── Source material

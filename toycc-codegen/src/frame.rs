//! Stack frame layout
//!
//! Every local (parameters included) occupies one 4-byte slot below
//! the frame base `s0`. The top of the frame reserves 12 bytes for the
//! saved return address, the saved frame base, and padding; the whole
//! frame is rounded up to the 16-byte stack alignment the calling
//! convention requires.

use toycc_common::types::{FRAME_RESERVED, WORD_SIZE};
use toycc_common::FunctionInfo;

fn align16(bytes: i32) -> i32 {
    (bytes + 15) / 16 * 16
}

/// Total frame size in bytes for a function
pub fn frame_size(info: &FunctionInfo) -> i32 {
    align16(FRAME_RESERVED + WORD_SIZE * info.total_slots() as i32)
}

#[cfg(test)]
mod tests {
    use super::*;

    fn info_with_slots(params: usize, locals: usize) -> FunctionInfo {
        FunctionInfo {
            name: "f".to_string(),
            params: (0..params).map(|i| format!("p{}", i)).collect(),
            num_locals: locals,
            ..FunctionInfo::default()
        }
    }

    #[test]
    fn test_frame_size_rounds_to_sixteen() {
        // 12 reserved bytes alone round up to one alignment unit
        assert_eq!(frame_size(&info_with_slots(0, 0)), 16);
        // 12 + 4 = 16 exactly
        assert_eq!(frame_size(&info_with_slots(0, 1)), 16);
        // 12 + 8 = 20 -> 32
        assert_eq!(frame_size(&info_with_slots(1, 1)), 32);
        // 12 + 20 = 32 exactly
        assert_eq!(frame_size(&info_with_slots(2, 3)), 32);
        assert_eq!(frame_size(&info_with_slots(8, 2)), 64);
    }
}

────
── Source material

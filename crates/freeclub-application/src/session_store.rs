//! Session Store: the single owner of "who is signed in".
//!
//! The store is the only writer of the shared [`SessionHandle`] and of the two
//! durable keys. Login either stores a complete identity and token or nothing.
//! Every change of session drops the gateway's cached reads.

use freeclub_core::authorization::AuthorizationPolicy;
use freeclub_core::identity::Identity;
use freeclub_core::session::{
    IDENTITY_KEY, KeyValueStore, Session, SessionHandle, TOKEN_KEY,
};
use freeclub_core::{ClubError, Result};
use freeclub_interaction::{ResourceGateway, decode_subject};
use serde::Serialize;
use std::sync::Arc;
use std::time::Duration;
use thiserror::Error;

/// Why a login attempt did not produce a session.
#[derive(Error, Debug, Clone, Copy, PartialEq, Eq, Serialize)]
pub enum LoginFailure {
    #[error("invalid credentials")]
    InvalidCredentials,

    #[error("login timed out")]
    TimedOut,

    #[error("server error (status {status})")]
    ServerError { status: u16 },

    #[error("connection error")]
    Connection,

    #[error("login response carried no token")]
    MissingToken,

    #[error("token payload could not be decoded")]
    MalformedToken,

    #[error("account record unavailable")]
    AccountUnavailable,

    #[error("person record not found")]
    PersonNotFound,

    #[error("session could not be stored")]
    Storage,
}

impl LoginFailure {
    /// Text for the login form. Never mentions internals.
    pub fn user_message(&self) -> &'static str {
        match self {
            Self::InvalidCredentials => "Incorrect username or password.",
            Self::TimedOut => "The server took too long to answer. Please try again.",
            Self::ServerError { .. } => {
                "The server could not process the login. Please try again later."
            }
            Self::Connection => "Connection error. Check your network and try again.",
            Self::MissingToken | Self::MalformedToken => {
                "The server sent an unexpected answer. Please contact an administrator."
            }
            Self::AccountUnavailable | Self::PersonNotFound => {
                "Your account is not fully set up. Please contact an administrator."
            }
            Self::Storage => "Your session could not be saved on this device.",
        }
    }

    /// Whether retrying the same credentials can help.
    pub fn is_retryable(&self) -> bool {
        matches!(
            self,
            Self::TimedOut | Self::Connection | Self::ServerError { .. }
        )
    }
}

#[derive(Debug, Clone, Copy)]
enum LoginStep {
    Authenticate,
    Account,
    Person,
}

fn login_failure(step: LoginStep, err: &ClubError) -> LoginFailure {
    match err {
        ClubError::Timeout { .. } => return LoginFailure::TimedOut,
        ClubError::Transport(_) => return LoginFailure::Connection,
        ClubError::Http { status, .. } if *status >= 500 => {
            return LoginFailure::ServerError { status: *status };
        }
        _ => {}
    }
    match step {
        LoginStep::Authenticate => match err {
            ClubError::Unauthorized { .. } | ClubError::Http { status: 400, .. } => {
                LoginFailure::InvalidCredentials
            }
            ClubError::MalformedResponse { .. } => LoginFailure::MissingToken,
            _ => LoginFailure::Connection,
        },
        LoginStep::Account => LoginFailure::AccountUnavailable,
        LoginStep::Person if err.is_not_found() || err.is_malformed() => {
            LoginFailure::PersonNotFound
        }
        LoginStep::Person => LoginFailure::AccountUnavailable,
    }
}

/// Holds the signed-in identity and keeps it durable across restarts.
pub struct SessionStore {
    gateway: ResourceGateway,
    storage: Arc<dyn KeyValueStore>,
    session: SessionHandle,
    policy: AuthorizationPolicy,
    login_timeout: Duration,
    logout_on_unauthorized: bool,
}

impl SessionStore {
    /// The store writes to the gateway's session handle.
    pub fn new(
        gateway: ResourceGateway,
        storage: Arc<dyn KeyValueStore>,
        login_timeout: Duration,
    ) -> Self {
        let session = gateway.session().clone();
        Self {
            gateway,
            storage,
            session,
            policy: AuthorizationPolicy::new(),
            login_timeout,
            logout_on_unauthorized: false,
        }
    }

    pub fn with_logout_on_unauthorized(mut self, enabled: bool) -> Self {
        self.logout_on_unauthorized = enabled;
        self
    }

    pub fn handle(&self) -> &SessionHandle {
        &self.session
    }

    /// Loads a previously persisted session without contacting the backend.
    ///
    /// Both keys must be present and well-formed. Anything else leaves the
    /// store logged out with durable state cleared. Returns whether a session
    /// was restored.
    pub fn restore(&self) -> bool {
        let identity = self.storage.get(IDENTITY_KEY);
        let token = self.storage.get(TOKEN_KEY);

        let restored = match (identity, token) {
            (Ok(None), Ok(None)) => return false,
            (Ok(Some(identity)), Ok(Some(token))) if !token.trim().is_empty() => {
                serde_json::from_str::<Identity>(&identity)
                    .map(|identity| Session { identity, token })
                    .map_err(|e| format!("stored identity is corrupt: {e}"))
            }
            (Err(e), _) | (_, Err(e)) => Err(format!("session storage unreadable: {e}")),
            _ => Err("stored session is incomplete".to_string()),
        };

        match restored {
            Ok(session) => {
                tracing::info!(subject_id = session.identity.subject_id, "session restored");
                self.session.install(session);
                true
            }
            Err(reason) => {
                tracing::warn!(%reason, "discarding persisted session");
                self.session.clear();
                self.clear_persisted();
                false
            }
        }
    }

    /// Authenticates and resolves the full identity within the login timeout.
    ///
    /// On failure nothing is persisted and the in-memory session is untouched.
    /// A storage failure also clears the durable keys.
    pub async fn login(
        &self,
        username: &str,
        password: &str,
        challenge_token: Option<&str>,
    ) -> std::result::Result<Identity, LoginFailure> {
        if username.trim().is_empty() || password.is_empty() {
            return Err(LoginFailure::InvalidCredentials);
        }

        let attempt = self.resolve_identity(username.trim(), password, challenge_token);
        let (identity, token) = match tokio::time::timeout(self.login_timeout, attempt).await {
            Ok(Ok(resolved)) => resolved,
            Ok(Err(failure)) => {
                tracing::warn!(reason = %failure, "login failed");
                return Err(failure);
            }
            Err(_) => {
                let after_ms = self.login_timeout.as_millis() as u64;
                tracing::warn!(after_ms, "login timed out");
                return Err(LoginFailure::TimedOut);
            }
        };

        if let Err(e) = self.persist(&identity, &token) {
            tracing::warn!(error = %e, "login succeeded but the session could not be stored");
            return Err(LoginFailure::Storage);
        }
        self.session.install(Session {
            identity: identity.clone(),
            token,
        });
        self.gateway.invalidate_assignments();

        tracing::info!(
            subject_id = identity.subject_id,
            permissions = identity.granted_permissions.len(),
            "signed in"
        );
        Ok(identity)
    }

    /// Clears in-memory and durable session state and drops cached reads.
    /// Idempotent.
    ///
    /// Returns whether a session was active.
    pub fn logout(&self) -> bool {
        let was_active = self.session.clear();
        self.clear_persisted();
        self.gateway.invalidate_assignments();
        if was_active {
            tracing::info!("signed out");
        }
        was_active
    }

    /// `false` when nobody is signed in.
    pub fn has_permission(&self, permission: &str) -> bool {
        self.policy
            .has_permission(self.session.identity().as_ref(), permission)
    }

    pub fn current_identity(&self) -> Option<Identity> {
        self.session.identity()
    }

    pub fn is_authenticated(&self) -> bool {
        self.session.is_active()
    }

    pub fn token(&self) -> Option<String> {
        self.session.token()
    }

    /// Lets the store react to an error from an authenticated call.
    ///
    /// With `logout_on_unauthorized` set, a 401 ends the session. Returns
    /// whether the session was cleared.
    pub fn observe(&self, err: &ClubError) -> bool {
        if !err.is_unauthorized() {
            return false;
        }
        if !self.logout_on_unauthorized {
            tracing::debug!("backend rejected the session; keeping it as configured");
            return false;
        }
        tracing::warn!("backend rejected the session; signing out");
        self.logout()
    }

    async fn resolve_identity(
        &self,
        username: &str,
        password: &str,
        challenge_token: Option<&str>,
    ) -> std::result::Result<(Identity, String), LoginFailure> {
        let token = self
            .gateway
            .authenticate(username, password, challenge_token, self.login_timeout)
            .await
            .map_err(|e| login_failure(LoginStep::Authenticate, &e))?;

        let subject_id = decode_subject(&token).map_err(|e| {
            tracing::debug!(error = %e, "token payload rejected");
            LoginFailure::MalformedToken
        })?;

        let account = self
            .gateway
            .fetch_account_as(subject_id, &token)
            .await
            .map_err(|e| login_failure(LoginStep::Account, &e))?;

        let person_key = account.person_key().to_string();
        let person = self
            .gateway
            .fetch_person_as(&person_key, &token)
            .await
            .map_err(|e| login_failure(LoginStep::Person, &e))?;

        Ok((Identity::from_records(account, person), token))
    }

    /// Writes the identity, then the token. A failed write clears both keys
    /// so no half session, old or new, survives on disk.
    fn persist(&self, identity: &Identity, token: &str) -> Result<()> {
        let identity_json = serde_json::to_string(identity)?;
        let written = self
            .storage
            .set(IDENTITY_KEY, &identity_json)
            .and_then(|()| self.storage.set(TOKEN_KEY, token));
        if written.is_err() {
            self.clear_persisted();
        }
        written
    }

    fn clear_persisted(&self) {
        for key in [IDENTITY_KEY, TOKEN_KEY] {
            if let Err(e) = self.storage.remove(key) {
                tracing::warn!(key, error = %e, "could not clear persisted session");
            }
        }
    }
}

────

- Activity -
Every line above in which the word "SessionHandle" occurs is to be copied.

- Output -
//! The store is the only writer of the shared [`SessionHandle`] and of the two
    IDENTITY_KEY, KeyValueStore, Session, SessionHandle, TOKEN_KEY,
    session: SessionHandle,
    pub fn handle(&self) -> &SessionHandle {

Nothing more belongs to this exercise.